··· STORED DATA ···

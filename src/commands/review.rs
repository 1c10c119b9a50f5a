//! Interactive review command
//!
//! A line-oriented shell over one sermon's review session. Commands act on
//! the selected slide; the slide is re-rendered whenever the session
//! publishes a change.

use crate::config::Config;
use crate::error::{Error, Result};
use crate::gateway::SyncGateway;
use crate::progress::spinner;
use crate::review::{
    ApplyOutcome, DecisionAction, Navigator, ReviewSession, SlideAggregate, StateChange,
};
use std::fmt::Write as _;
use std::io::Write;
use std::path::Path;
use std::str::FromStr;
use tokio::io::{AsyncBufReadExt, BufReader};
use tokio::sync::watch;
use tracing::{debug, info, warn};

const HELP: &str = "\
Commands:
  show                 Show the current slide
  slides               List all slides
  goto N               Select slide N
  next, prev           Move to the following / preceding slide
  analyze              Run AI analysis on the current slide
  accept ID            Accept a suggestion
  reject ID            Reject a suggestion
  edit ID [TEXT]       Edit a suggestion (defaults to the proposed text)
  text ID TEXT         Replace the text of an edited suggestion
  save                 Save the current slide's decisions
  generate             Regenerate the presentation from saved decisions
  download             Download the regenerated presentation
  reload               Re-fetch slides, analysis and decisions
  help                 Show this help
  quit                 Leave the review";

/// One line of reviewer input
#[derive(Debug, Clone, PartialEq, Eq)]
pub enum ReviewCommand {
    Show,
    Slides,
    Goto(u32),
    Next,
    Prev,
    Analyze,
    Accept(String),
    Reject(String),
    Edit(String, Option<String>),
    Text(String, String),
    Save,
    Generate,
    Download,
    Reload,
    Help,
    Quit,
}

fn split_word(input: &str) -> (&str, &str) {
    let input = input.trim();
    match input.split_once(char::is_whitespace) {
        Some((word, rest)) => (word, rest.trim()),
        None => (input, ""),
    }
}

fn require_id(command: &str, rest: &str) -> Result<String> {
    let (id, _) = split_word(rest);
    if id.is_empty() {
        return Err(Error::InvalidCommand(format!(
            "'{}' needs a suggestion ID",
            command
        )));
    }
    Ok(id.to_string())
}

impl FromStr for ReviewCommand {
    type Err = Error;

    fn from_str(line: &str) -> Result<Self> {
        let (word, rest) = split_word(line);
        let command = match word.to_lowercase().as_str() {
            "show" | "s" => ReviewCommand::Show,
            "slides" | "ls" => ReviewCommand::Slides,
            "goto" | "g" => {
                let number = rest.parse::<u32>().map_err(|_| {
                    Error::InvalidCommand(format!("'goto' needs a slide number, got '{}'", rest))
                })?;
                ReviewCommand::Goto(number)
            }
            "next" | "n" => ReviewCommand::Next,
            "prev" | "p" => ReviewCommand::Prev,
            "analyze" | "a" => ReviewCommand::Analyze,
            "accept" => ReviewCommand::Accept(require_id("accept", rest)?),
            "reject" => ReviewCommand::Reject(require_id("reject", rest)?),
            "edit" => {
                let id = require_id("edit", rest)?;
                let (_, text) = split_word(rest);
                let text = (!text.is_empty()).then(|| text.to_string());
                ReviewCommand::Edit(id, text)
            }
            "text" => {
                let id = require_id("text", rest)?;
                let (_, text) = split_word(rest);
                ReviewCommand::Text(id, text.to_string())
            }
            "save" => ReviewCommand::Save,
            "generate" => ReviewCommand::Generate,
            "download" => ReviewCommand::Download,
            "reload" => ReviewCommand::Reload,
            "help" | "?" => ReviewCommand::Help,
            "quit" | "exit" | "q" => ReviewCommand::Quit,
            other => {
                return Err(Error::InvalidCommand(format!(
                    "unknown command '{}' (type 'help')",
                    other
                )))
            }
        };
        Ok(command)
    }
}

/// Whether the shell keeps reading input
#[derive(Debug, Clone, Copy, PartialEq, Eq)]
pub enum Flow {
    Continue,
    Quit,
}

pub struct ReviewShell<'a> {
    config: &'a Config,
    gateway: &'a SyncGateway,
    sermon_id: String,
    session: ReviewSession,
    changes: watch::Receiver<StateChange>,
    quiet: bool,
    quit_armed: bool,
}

···

▸ **ASSIGNMENT**: Each line of the data should be reproduced exactly as it appears.

▸ **TASK RESPONSE**:
filename src/commands/review.rs
repository 1c10c119b9a50f5a
//! Interactive review command
//!
//! A line-oriented shell over one sermon's review session. Commands act on
//! the selected slide; the slide is re-rendered whenever the session
//! publishes a change.

use crate::config::Config;
use crate::error::{Error, Result};
use crate::gateway::SyncGateway;
use crate::progress::spinner;
use crate::review::{
    ApplyOutcome, DecisionAction, Navigator, ReviewSession, SlideAggregate, StateChange,
};
use std::fmt::Write as _;
use std::io::Write;
use std::path::Path;
use std::str::FromStr;
use tokio::io::{AsyncBufReadExt, BufReader};
use tokio::sync::watch;
use tracing::{debug, info, warn};

const HELP: &str = "\
Commands:
  show                 Show the current slide
  slides               List all slides
  goto N               Select slide N
  next, prev           Move to the following / preceding slide
  analyze              Run AI analysis on the current slide
  accept ID            Accept a suggestion
  reject ID            Reject a suggestion
  edit ID [TEXT]       Edit a suggestion (defaults to the proposed text)
  text ID TEXT         Replace the text of an edited suggestion
  save                 Save the current slide's decisions
  generate             Regenerate the presentation from saved decisions
  download             Download the regenerated presentation
  reload               Re-fetch slides, analysis and decisions
  help                 Show this help
  quit                 Leave the review";

/// One line of reviewer input
#[derive(Debug, Clone, PartialEq, Eq)]
pub enum ReviewCommand {
    Show,
    Slides,
    Goto(u32),
    Next,
    Prev,
    Analyze,
    Accept(String),
    Reject(String),
    Edit(String, Option<String>),
    Text(String, String),
    Save,
    Generate,
    Download,
    Reload,
    Help,
    Quit,
}

fn split_word(input: &str) -> (&str, &str) {
    let input = input.trim();
    match input.split_once(char::is_whitespace) {
        Some((word, rest)) => (word, rest.trim()),
        None => (input, ""),
    }
}

fn require_id(command: &str, rest: &str) -> Result<String> {
    let (id, _) = split_word(rest);
    if id.is_empty() {
        return Err(Error::InvalidCommand(format!(
            "'{}' needs a suggestion ID",
            command
        )));
    }
    Ok(id.to_string())
}

impl FromStr for ReviewCommand {
    type Err = Error;

    fn from_str(line: &str) -> Result<Self> {
        let (word, rest) = split_word(line);
        let command = match word.to_lowercase().as_str() {
            "show" | "s" => ReviewCommand::Show,
            "slides" | "ls" => ReviewCommand::Slides,
            "goto" | "g" => {
                let number = rest.parse::<u32>().map_err(|_| {
                    Error::InvalidCommand(format!("'goto' needs a slide number, got '{}'", rest))
                })?;
                ReviewCommand::Goto(number)
            }
            "next" | "n" => ReviewCommand::Next,
            "prev" | "p" => ReviewCommand::Prev,
            "analyze" | "a" => ReviewCommand::Analyze,
            "accept" => ReviewCommand::Accept(require_id("accept", rest)?),
            "reject" => ReviewCommand::Reject(require_id("reject", rest)?),
            "edit" => {
                let id = require_id("edit", rest)?;
                let (_, text) = split_word(rest);
                let text = (!text.is_empty()).then(|| text.to_string());
                ReviewCommand::Edit(id, text)
            }
            "text" => {
                let id = require_id("text", rest)?;
                let (_, text) = split_word(rest);
                ReviewCommand::Text(id, text.to_string())
            }
            "save" => ReviewCommand::Save,
            "generate" => ReviewCommand::Generate,
            "download" => ReviewCommand::Download,
            "reload" => ReviewCommand::Reload,
            "help" | "?" => ReviewCommand::Help,
            "quit" | "exit" | "q" => ReviewCommand::Quit,
            other => {
                return Err(Error::InvalidCommand(format!(
                    "unknown command '{}' (type 'help')",
                    other
                )))
            }
        };
        Ok(command)
    }
}

/// Whether the shell keeps reading input
#[derive(Debug, Clone, Copy, PartialEq, Eq)]
pub enum Flow {
    Continue,
    Quit,
}

pub struct ReviewShell<'a> {
    config: &'a Config,
    gateway: &'a SyncGateway,
    sermon_id: String,
    session: ReviewSession,
    changes: watch::Receiver<StateChange>,
    quiet: bool,
    quit_armed: bool,
}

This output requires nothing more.